Work required: An identical copy of all the entries is the required result.
BEGIN Records for this exercise
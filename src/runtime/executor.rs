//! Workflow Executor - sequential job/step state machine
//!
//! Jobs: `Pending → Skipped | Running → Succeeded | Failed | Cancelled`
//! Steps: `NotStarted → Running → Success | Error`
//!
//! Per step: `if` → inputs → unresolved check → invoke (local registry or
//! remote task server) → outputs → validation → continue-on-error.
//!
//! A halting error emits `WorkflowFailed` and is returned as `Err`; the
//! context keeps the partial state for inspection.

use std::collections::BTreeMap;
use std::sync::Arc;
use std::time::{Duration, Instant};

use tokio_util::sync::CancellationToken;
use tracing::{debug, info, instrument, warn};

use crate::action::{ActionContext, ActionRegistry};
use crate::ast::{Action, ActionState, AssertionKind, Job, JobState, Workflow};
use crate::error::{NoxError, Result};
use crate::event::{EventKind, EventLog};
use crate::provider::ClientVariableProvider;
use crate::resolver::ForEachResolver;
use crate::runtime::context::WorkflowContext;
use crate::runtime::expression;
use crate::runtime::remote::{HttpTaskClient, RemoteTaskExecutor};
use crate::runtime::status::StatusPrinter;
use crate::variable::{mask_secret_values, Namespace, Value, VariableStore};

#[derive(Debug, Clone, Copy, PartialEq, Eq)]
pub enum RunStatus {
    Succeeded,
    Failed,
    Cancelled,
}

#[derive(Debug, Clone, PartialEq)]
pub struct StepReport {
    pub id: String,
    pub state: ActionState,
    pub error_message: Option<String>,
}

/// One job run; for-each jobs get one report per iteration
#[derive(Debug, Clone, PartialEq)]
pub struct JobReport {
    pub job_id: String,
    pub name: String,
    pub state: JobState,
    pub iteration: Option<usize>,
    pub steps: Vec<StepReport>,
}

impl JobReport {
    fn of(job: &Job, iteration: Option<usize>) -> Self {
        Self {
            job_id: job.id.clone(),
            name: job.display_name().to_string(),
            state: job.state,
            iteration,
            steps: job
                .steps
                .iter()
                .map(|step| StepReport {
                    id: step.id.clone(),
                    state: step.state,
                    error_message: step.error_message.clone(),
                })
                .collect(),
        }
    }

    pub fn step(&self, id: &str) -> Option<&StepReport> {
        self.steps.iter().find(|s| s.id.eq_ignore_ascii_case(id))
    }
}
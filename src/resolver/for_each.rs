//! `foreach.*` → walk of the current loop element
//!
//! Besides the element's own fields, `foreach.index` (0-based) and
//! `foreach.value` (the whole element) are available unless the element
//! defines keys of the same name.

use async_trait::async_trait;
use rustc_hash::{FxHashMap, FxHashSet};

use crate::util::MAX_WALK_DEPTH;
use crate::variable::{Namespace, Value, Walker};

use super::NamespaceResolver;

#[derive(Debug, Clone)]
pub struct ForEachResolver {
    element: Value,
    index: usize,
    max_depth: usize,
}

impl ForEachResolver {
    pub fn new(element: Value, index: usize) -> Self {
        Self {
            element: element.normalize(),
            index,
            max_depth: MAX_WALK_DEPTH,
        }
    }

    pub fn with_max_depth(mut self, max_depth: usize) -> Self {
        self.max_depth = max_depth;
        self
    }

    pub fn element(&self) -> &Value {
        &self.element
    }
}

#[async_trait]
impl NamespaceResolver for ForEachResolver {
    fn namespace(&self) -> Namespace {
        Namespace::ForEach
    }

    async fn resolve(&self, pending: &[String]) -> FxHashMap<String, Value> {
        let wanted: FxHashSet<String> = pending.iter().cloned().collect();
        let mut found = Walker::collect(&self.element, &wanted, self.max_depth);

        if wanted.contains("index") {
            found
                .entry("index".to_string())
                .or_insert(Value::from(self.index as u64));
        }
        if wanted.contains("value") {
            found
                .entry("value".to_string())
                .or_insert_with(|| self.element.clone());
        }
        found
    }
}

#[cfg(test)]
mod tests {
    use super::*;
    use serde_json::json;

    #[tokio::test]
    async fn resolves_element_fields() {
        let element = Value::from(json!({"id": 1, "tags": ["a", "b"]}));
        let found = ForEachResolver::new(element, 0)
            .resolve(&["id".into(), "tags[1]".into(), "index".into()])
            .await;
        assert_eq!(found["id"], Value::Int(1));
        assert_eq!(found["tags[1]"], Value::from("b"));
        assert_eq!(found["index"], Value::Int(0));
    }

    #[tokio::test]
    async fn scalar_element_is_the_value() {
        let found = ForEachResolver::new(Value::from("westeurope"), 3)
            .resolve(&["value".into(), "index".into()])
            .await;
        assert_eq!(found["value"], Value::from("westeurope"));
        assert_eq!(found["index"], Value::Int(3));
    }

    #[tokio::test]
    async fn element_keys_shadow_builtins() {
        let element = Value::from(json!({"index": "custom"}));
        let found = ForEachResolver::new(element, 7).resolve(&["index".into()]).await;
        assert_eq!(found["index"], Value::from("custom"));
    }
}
END Records for this exercise
Solved exercise:
filename src/runtime/executor.rs
//! Workflow Executor - sequential job/step state machine
//!
//! Jobs: `Pending → Skipped | Running → Succeeded | Failed | Cancelled`
//! Steps: `NotStarted → Running → Success | Error`
//!
//! Per step: `if` → inputs → unresolved check → invoke (local registry or
//! remote task server) → outputs → validation → continue-on-error.
//!
//! A halting error emits `WorkflowFailed` and is returned as `Err`; the
//! context keeps the partial state for inspection.

use std::collections::BTreeMap;
use std::sync::Arc;
use std::time::{Duration, Instant};

use tokio_util::sync::CancellationToken;
use tracing::{debug, info, instrument, warn};

use crate::action::{ActionContext, ActionRegistry};
use crate::ast::{Action, ActionState, AssertionKind, Job, JobState, Workflow};
use crate::error::{NoxError, Result};
use crate::event::{EventKind, EventLog};
use crate::provider::ClientVariableProvider;
use crate::resolver::ForEachResolver;
use crate::runtime::context::WorkflowContext;
use crate::runtime::expression;
use crate::runtime::remote::{HttpTaskClient, RemoteTaskExecutor};
use crate::runtime::status::StatusPrinter;
use crate::variable::{mask_secret_values, Namespace, Value, VariableStore};

#[derive(Debug, Clone, Copy, PartialEq, Eq)]
pub enum RunStatus {
    Succeeded,
    Failed,
    Cancelled,
}

#[derive(Debug, Clone, PartialEq)]
pub struct StepReport {
    pub id: String,
    pub state: ActionState,
    pub error_message: Option<String>,
}

/// One job run; for-each jobs get one report per iteration
#[derive(Debug, Clone, PartialEq)]
pub struct JobReport {
    pub job_id: String,
    pub name: String,
    pub state: JobState,
    pub iteration: Option<usize>,
    pub steps: Vec<StepReport>,
}

impl JobReport {
    fn of(job: &Job, iteration: Option<usize>) -> Self {
        Self {
            job_id: job.id.clone(),
            name: job.display_name().to_string(),
            state: job.state,
            iteration,
            steps: job
                .steps
                .iter()
                .map(|step| StepReport {
                    id: step.id.clone(),
                    state: step.state,
                    error_message: step.error_message.clone(),
                })
                .collect(),
        }
    }

    pub fn step(&self, id: &str) -> Option<&StepReport> {
        self.steps.iter().find(|s| s.id.eq_ignore_ascii_case(id))
    }
}
filename src/resolver/for_each.rs
//! `foreach.*` → walk of the current loop element
//!
//! Besides the element's own fields, `foreach.index` (0-based) and
//! `foreach.value` (the whole element) are available unless the element
//! defines keys of the same name.

use async_trait::async_trait;
use rustc_hash::{FxHashMap, FxHashSet};

use crate::util::MAX_WALK_DEPTH;
use crate::variable::{Namespace, Value, Walker};

use super::NamespaceResolver;

#[derive(Debug, Clone)]
pub struct ForEachResolver {
    element: Value,
    index: usize,
    max_depth: usize,
}

impl ForEachResolver {
    pub fn new(element: Value, index: usize) -> Self {
        Self {
            element: element.normalize(),
            index,
            max_depth: MAX_WALK_DEPTH,
        }
    }

    pub fn with_max_depth(mut self, max_depth: usize) -> Self {
        self.max_depth = max_depth;
        self
    }

    pub fn element(&self) -> &Value {
        &self.element
    }
}

#[async_trait]
impl NamespaceResolver for ForEachResolver {
    fn namespace(&self) -> Namespace {
        Namespace::ForEach
    }

    async fn resolve(&self, pending: &[String]) -> FxHashMap<String, Value> {
        let wanted: FxHashSet<String> = pending.iter().cloned().collect();
        let mut found = Walker::collect(&self.element, &wanted, self.max_depth);

        if wanted.contains("index") {
            found
                .entry("index".to_string())
                .or_insert(Value::from(self.index as u64));
        }
        if wanted.contains("value") {
            found
                .entry("value".to_string())
                .or_insert_with(|| self.element.clone());
        }
        found
    }
}

#[cfg(test)]
mod tests {
    use super::*;
    use serde_json::json;

    #[tokio::test]
    async fn resolves_element_fields() {
        let element = Value::from(json!({"id": 1, "tags": ["a", "b"]}));
        let found = ForEachResolver::new(element, 0)
            .resolve(&["id".into(), "tags[1]".into(), "index".into()])
            .await;
        assert_eq!(found["id"], Value::Int(1));
        assert_eq!(found["tags[1]"], Value::from("b"));
        assert_eq!(found["index"], Value::Int(0));
    }

    #[tokio::test]
    async fn scalar_element_is_the_value() {
        let found = ForEachResolver::new(Value::from("westeurope"), 3)
            .resolve(&["value".into(), "index".into()])
            .await;
        assert_eq!(found["value"], Value::from("westeurope"));
        assert_eq!(found["index"], Value::Int(3));
    }

    #[tokio::test]
    async fn element_keys_shadow_builtins() {
        let element = Value::from(json!({"index": "custom"}));
        let found = ForEachResolver::new(element, 7).resolve(&["index".into()]).await;
        assert_eq!(found["index"], Value::from("custom"));
    }
}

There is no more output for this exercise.